§ **EXERCISE PROMPT**:
Copy the lines of the entries exactly, from the opening one to the one holding "the API base URL.", and leave out everything after.

§ **EXTRACTED MATERIAL**:
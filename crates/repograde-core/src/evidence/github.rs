//! GitHub REST API evidence source.
//!
//! Translates [`EvidenceRequest`]s into calls against the GitHub v3 API and
//! decodes the JSON responses into typed [`Evidence`]. All expected remote
//! conditions become [`FetchFailure`] values per the status mapping in
//! [`classify_status`].

use crate::evidence::{
    CollaboratorInfo, CommitInfo, Evidence, EvidenceRequest, EvidenceResult, EvidenceSource,
    FetchFailure, ReleaseInfo, RepoMetadata,
};
use crate::repo::RepositoryRef;
use async_trait::async_trait;
use base64::Engine;
use chrono::{DateTime, Utc};
use serde_json::Value;
use std::time::Duration;
use tracing::debug;

const DEFAULT_BASE_URL: &str = "https://api.github.com";
const RATELIMIT_REMAINING_HEADER: &str = "x-ratelimit-remaining";

/// GitHub evidence source configuration.
#[derive(Debug, Clone)]
pub struct GitHubSourceConfig {
    /// API base URL. Overridable for tests and enterprise hosts.
    pub base_url: String,
    /// Optional API token. Unauthenticated requests get a lower quota.
    pub token: Option<String>,
    /// Per-request timeout. Expiry maps to `TransientError(0)`.
    pub timeout: Duration,
}

impl Default for GitHubSourceConfig {
    fn default() -> Self {
        GitHubSourceConfig {
            base_url: DEFAULT_BASE_URL.to_string(),
            token: None,
            timeout: Duration::from_secs(10),
        }
    }
}

impl GitHubSourceConfig {
    /// Set the API token.
    pub fn with_token(mut self, token: impl Into<String>) -> Self {
        self.token = Some(token.into());
        self
    }

    /// Override the API base URL.
    pub fn with_base_url(mut self, base_url: impl Into<String>) -> Self {
        self.base_url = base_url.into();
        self
    }
}

/// Evidence source backed by the GitHub REST API.
pub struct GitHubEvidenceSource {
    config: GitHubSourceConfig,
    http_client: reqwest::Client,
}

impl GitHubEvidenceSource {
    /// Create a new source from a configuration.
    pub fn new(config: GitHubSourceConfig) -> reqwest::Result<Self> {
        let http_client = reqwest::Client::builder()
            .user_agent(concat!("repograde/", env!("CARGO_PKG_VERSION")))
            .timeout(config.timeout)
            .build()?;

        Ok(GitHubEvidenceSource {
            config,
            http_client,
        })
    }

    /// Issue one GET against the repository API and return status, quota
    /// header, and decoded JSON body.
    async fn get(
        &self,
        repo: &RepositoryRef,
        path: &str,
    ) -> Result<(u16, Option<String>, Value), FetchFailure> {
        let url = if path.is_empty() {
            format!("{}/repos/{}/{}", self.config.base_url, repo.owner, repo.name)
        } else {
            format!(
                "{}/repos/{}/{}/{}",
                self.config.base_url, repo.owner, repo.name, path
            )
        };

        debug!(%url, "fetching evidence");

        let mut request = self
            .http_client
            .get(&url)
            .header("Accept", "application/vnd.github+json");
        if let Some(token) = &self.config.token {
            request = request.header("Authorization", format!("Bearer {token}"));
        }

        let response = request
            .send()
            .await
            .map_err(|_| FetchFailure::TransientError(0))?;

        let status = response.status().as_u16();
        let remaining = response
            .headers()
            .get(RATELIMIT_REMAINING_HEADER)
            .and_then(|v| v.to_str().ok())
            .map(str::to_string);
        let body = response.json::<Value>().await.unwrap_or(Value::Null);

        Ok((status, remaining, body))
    }

    /// Fetch a path under `contents/`, mapping 404 to `Exists(false)`.
    async fn probe_contents(
        &self,
        repo: &RepositoryRef,
        path: &str,
        want_directory: bool,
    ) -> EvidenceResult {
        let (status, remaining, body) = self.get(repo, &format!("contents/{path}")).await?;
        match status {
            200 => {
                if want_directory {
                    Ok(Evidence::Exists(directory_from_payload(&body)))
                } else {
                    Ok(Evidence::Exists(true))
                }
            }
            404 => Ok(Evidence::Exists(false)),
            other => Err(classify_status(other, remaining.as_deref())),
        }
    }

    /// Fetch and decode a JSON payload, mapping every non-200 to a failure.
    async fn get_decoded(&self, repo: &RepositoryRef, path: &str) -> Result<Value, FetchFailure> {
        let (status, remaining, body) = self.get(repo, path).await?;
        if status == 200 {
            Ok(body)
        } else {
            Err(classify_status(status, remaining.as_deref()))
        }
    }
}

#[async_trait]
impl EvidenceSource for GitHubEvidenceSource {
    async fn fetch(&self, repo: &RepositoryRef, request: &EvidenceRequest) -> EvidenceResult {
        match request {
            EvidenceRequest::FileExists(path) => self.probe_contents(repo, path, false).await,
            EvidenceRequest::DirectoryExists(path) => self.probe_contents(repo, path, true).await,
            EvidenceRequest::ReadmeText => {
                let body = self.get_decoded(repo, "readme").await?;
                decode_content(&body).map(Evidence::Text)
            }
            EvidenceRequest::RepoMetadata => {
                let body = self.get_decoded(repo, "").await?;
                Ok(Evidence::Metadata(metadata_from_payload(&body)))
            }
            EvidenceRequest::RecentCommits(n) => {
                let body = self
                    .get_decoded(repo, &format!("commits?per_page={n}"))
                    .await?;
                Ok(Evidence::Commits(commits_from_payload(&body)))
            }
            EvidenceRequest::Releases(n) => {
                let body = self
                    .get_decoded(repo, &format!("releases?per_page={n}"))
                    .await?;
                Ok(Evidence::Releases(releases_from_payload(&body)))
            }
            EvidenceRequest::Collaborators(n) => {
                let body = self
                    .get_decoded(repo, &format!("collaborators?per_page={n}"))
                    .await?;
                Ok(Evidence::Collaborators(collaborators_from_payload(&body)))
            }
        }
    }
}

/// Map a non-200 status to a failure reason.
///
/// A 403 with the remaining-quota header at zero is `RateLimited` (terminal
/// for the run); an ordinary 403 is `Forbidden` (scoped to one check).
pub(crate) fn classify_status(status: u16, remaining_quota: Option<&str>) -> FetchFailure {
    match status {
        401 => FetchFailure::InvalidCredential,
        403 if remaining_quota == Some("0") => FetchFailure::RateLimited,
        403 => FetchFailure::Forbidden,
        404 => FetchFailure::NotFoundOrPrivate,
        other => FetchFailure::TransientError(other),
    }
}

/// Whether a `contents/` payload describes a directory.
///
/// The API returns a JSON array of entries for a directory and a single
/// object for a file; callers must not assume one shape.
pub(crate) fn directory_from_payload(body: &Value) -> bool {
    body.is_array()
}

/// Decode a base64 content payload into text.
///
/// The content field arrives base64-encoded with embedded newlines. A
/// malformed payload maps to `TransientError(0)`, never a panic.
pub(crate) fn decode_content(body: &Value) -> Result<String, FetchFailure> {
    let encoded: String = body["content"]
        .as_str()
        .ok_or(FetchFailure::TransientError(0))?
        .chars()
        .filter(|c| !c.is_whitespace())
        .collect();
    let bytes = base64::engine::general_purpose::STANDARD
        .decode(encoded)
        .map_err(|_| FetchFailure::TransientError(0))?;
    Ok(String::from_utf8_lossy(&bytes).into_owned())
}

pub(crate) fn metadata_from_payload(body: &Value) -> RepoMetadata {
    RepoMetadata {
        description: body["description"].as_str().map(str::to_string),
        license: body["license"]["name"].as_str().map(str::to_string),
        has_wiki: body["has_wiki"].as_bool().unwrap_or(false),
        has_discussions: body["has_discussions"].as_bool().unwrap_or(false),
        open_issues: body["open_issues_count"].as_u64().unwrap_or(0),
        archived: body["archived"].as_bool().unwrap_or(false),
        pushed_at: parse_timestamp(&body["pushed_at"]),
        updated_at: parse_timestamp(&body["updated_at"]),
    }
}

pub(crate) fn commits_from_payload(body: &Value) -> Vec<CommitInfo> {
    body.as_array()
        .map(|entries| {
            entries
                .iter()
                .map(|entry| CommitInfo {
                    sha: entry["sha"].as_str().unwrap_or_default().to_string(),
                    authored_at: parse_timestamp(&entry["commit"]["author"]["date"]),
                })
                .collect()
        })
        .unwrap_or_default()
}

pub(crate) fn releases_from_payload(body: &Value) -> Vec<ReleaseInfo> {
    body.as_array()
        .map(|entries| {
            entries
                .iter()
                .map(|entry| ReleaseInfo {
                    tag: entry["tag_name"].as_str().unwrap_or_default().to_string(),
                    published_at: parse_timestamp(&entry["published_at"]),
                })
                .collect()
        })
        .unwrap_or_default()
}

pub(crate) fn collaborators_from_payload(body: &Value) -> Vec<CollaboratorInfo> {
    body.as_array()
        .map(|entries| {
            entries
                .iter()
                .filter_map(|entry| entry["login"].as_str())
                .map(|login| CollaboratorInfo {
                    login: login.to_string(),
                })
                .collect()
        })
        .unwrap_or_default()
}

fn parse_timestamp(value: &Value) -> Option<DateTime<Utc>> {
    value
        .as_str()
        .and_then(|s| DateTime::parse_from_rfc3339(s).ok())
        .map(|dt| dt.with_timezone(&Utc))
}

#[cfg(test)]
mod tests {
    use super::*;
    use serde_json::json;

    #[test]
    fn test_classify_403_with_zero_quota_is_rate_limited() {
        assert_eq!(
            classify_status(403, Some("0")),
            FetchFailure::RateLimited
        );
    }

    #[test]
    fn test_classify_403_with_quota_left_is_forbidden() {
        assert_eq!(classify_status(403, Some("42")), FetchFailure::Forbidden);
        assert_eq!(classify_status(403, None), FetchFailure::Forbidden);
    }

    #[test]
    fn test_classify_401_is_invalid_credential() {
        assert_eq!(classify_status(401, None), FetchFailure::InvalidCredential);
    }

    #[test]
    fn test_classify_other_statuses_are_transient() {
        assert_eq!(
            classify_status(502, Some("99")),
            FetchFailure::TransientError(502)
        );
        assert_eq!(classify_status(422, None), FetchFailure::TransientError(422));
    }

    #[test]
    fn test_directory_payload_shapes() {
        // Directory: array of entries. File: single descriptor object.
        assert!(directory_from_payload(&json!([{ "name": "mod.rs" }])));
        assert!(!directory_from_payload(&json!({ "name": "README.md" })));
    }

    #[test]
    fn test_decode_content_with_embedded_newlines() {
        // "hello world" split across base64 lines, as the API delivers it.
        let body = json!({ "content": "aGVsbG8g\nd29ybGQ=\n", "encoding": "base64" });
        assert_eq!(decode_content(&body).expect("decode failed"), "hello world");
    }

    #[test]
    fn test_decode_content_malformed_payload() {
        assert_eq!(
            decode_content(&json!({ "content": 42 })),
            Err(FetchFailure::TransientError(0))
        );
        assert_eq!(
            decode_content(&json!({ "content": "!!! not base64 !!!" })),
            Err(FetchFailure::TransientError(0))
        );
    }

    #[test]
    fn test_metadata_from_payload() {
        let body = json!({
            "description": "A deliberately insecure web app",
            "license": { "name": "MIT License", "spdx_id": "MIT" },
            "has_wiki": true,
            "has_discussions": false,
            "open_issues_count": 7,
            "archived": false,
            "pushed_at": "2024-06-01T12:00:00Z",
            "updated_at": "2024-06-02T08:30:00Z"
        });

        let metadata = metadata_from_payload(&body);
        assert_eq!(metadata.license.as_deref(), Some("MIT License"));
        assert!(metadata.has_wiki);
        assert_eq!(metadata.open_issues, 7);
        assert!(metadata.pushed_at.is_some());
    }

    #[test]
    fn test_metadata_tolerates_missing_fields() {
        let metadata = metadata_from_payload(&json!({}));
        assert_eq!(metadata.license, None);
        assert!(!metadata.has_wiki);
        assert_eq!(metadata.pushed_at, None);
    }

    #[test]
    fn test_commits_from_payload() {
        let body = json!([
            { "sha": "abc123", "commit": { "author": { "date": "2024-05-01T00:00:00Z" } } },
            { "sha": "def456", "commit": { "author": {} } }
        ]);

        let commits = commits_from_payload(&body);
        assert_eq!(commits.len(), 2);
        assert_eq!(commits[0].sha, "abc123");
        assert!(commits[0].authored_at.is_some());
        assert!(commits[1].authored_at.is_none());
    }
}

§ **EXERCISE OUTPUT**:
filename crates/repograde-core/src/evidence/github.rs
//! GitHub REST API evidence source.
//!
//! Translates [`EvidenceRequest`]s into calls against the GitHub v3 API and
//! decodes the JSON responses into typed [`Evidence`]. All expected remote
//! conditions become [`FetchFailure`] values per the status mapping in
//! [`classify_status`].

use crate::evidence::{
    CollaboratorInfo, CommitInfo, Evidence, EvidenceRequest, EvidenceResult, EvidenceSource,
    FetchFailure, ReleaseInfo, RepoMetadata,
};
use crate::repo::RepositoryRef;
use async_trait::async_trait;
use base64::Engine;
use chrono::{DateTime, Utc};
use serde_json::Value;
use std::time::Duration;
use tracing::debug;

const DEFAULT_BASE_URL: &str = "https://api.github.com";
const RATELIMIT_REMAINING_HEADER: &str = "x-ratelimit-remaining";

/// GitHub evidence source configuration.
#[derive(Debug, Clone)]
pub struct GitHubSourceConfig {
    /// API base URL. Overridable for tests and enterprise hosts.
    pub base_url: String,
    /// Optional API token. Unauthenticated requests get a lower quota.
    pub token: Option<String>,
    /// Per-request timeout. Expiry maps to `TransientError(0)`.
    pub timeout: Duration,
}

impl Default for GitHubSourceConfig {
    fn default() -> Self {
        GitHubSourceConfig {
            base_url: DEFAULT_BASE_URL.to_string(),
            token: None,
            timeout: Duration::from_secs(10),
        }
    }
}

impl GitHubSourceConfig {
    /// Set the API token.
    pub fn with_token(mut self, token: impl Into<String>) -> Self {
        self.token = Some(token.into());
        self
    }

    /// Override the API base URL.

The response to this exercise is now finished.